→ **WHAT YOU NEED TO DO**
Write out every line exactly, from the first line of the records below through the line that contains "unrecognized is Low.".
═════ DATA PROVIDED
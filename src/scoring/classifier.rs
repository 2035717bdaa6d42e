//! Probability to risk tier mapping
//!
//! Every code path (local heuristic, remote merge, aggregate fallback) goes
//! through [`classify`].

use crate::scoring::patterns;
use serde::{Deserialize, Serialize};
use std::fmt;

/// Probability above which a student is High risk
pub const HIGH_THRESHOLD: f64 = 0.7;

/// Probability above which a student is Medium risk
pub const MEDIUM_THRESHOLD: f64 = 0.4;

/// Discrete risk classification
#[derive(Debug, Clone, Copy, PartialEq, Eq, PartialOrd, Ord, Hash, Serialize, Deserialize)]
pub enum RiskTier {
    Low,
    Medium,
    High,
}

impl RiskTier {
    /// Interpret a free-text label from the remote predictor
    /// ("High Risk", "Moderate Risk", ...). Anything unrecognized is Low.
    pub fn from_label(label: &str) -> Self {
        if patterns::high_label().is_match(label) {
            RiskTier::High
        } else if patterns::medium_label().is_match(label) {
            RiskTier::Medium
        } else {
            RiskTier::Low
        }
    }

    pub fn as_str(&self) -> &'static str {
        match self {
            RiskTier::Low => "Low",
            RiskTier::Medium => "Medium",
            RiskTier::High => "High",
        }
    }
}

impl fmt::Display for RiskTier {
    fn fmt(&self, f: &mut fmt::Formatter<'_>) -> fmt::Result {
        f.write_str(self.as_str())
    }
}

/// Map a probability onto a tier. Boundary values fall to the lower tier.
pub fn classify(probability: f64) -> RiskTier {
    if probability > HIGH_THRESHOLD {
        RiskTier::High
    } else if probability > MEDIUM_THRESHOLD {
        RiskTier::Medium
    } else {
        RiskTier::Low
    }
}
//! Feature extraction from canonical records
//!
//! Never fails: anything that does not parse is reported as missing.

use crate::features::vector::FeatureVector;
use crate::types::StudentRecord;
use regex::Regex;
use std::sync::OnceLock;

fn leading_number() -> &'static Regex {
    static RE: OnceLock<Regex> = OnceLock::new();
    RE.get_or_init(|| {
        Regex::new(r"^-?(?:\d+(?:\.\d*)?|\.\d+)").expect("leading number pattern is valid")
    })
}

/// Parse a numeric cell.
///
/// Every character outside `[0-9.-]` is stripped first (so `"85%"` and
/// `"1,200"` parse), then the leading numeric token is read. Returns `None`
/// for empty or unparsable input.
pub fn parse_numeric(raw: &str) -> Option<f64> {
    let cleaned: String = raw
        .chars()
        .filter(|c| c.is_ascii_digit() || *c == '.' || *c == '-')
        .collect();
    if cleaned.is_empty() {
        return None;
    }
    let token = leading_number().find(&cleaned)?;
    token.as_str().parse::<f64>().ok().filter(|v| v.is_finite())
}

/// Trimmed categorical cell
pub fn parse_categorical(raw: &str) -> String {
    raw.trim().to_string()
}

/// Project a canonical record onto typed features
pub fn extract_features(record: &StudentRecord) -> FeatureVector {
    FeatureVector {
        attendance_pct: parse_numeric(&record.attendance_pct),
        grades_avg: parse_numeric(&record.grades_avg),
        num_failed_subjects: parse_numeric(&record.num_failed_subjects),
        family_income_bracket: parse_categorical(&record.family_income_bracket),
        parent_education_level: parse_categorical(&record.parent_education_level),
        parent_occupation: parse_categorical(&record.parent_occupation),
        distance_to_school: parse_numeric(&record.distance_to_school),
        transport_available: parse_numeric(&record.transport_available),
        extracurricular_participation: parse_numeric(&record.extracurricular_participation),
        disciplinary_records: parse_numeric(&record.disciplinary_records),
        chronic_health_issues: parse_numeric(&record.chronic_health_issues),
        nutrition_status: parse_categorical(&record.nutrition_status),
        teacher_student_ratio: parse_numeric(&record.teacher_student_ratio),
        parent_meeting_attendance: parse_numeric(&record.parent_meeting_attendance),
        intervention_history: parse_categorical(&record.intervention_history),
    }
}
══════════
→ **RESULT OF THIS TASK**
filename src/scoring/classifier.rs
repository 2035717bdaa6d42e
//! Probability to risk tier mapping
//!
//! Every code path (local heuristic, remote merge, aggregate fallback) goes
//! through [`classify`].

use crate::scoring::patterns;
use serde::{Deserialize, Serialize};
use std::fmt;

/// Probability above which a student is High risk
pub const HIGH_THRESHOLD: f64 = 0.7;

/// Probability above which a student is Medium risk
pub const MEDIUM_THRESHOLD: f64 = 0.4;

/// Discrete risk classification
#[derive(Debug, Clone, Copy, PartialEq, Eq, PartialOrd, Ord, Hash, Serialize, Deserialize)]
pub enum RiskTier {
    Low,
    Medium,
    High,
}

impl RiskTier {
    /// Interpret a free-text label from the remote predictor
    /// ("High Risk", "Moderate Risk", ...). Anything unrecognized is Low.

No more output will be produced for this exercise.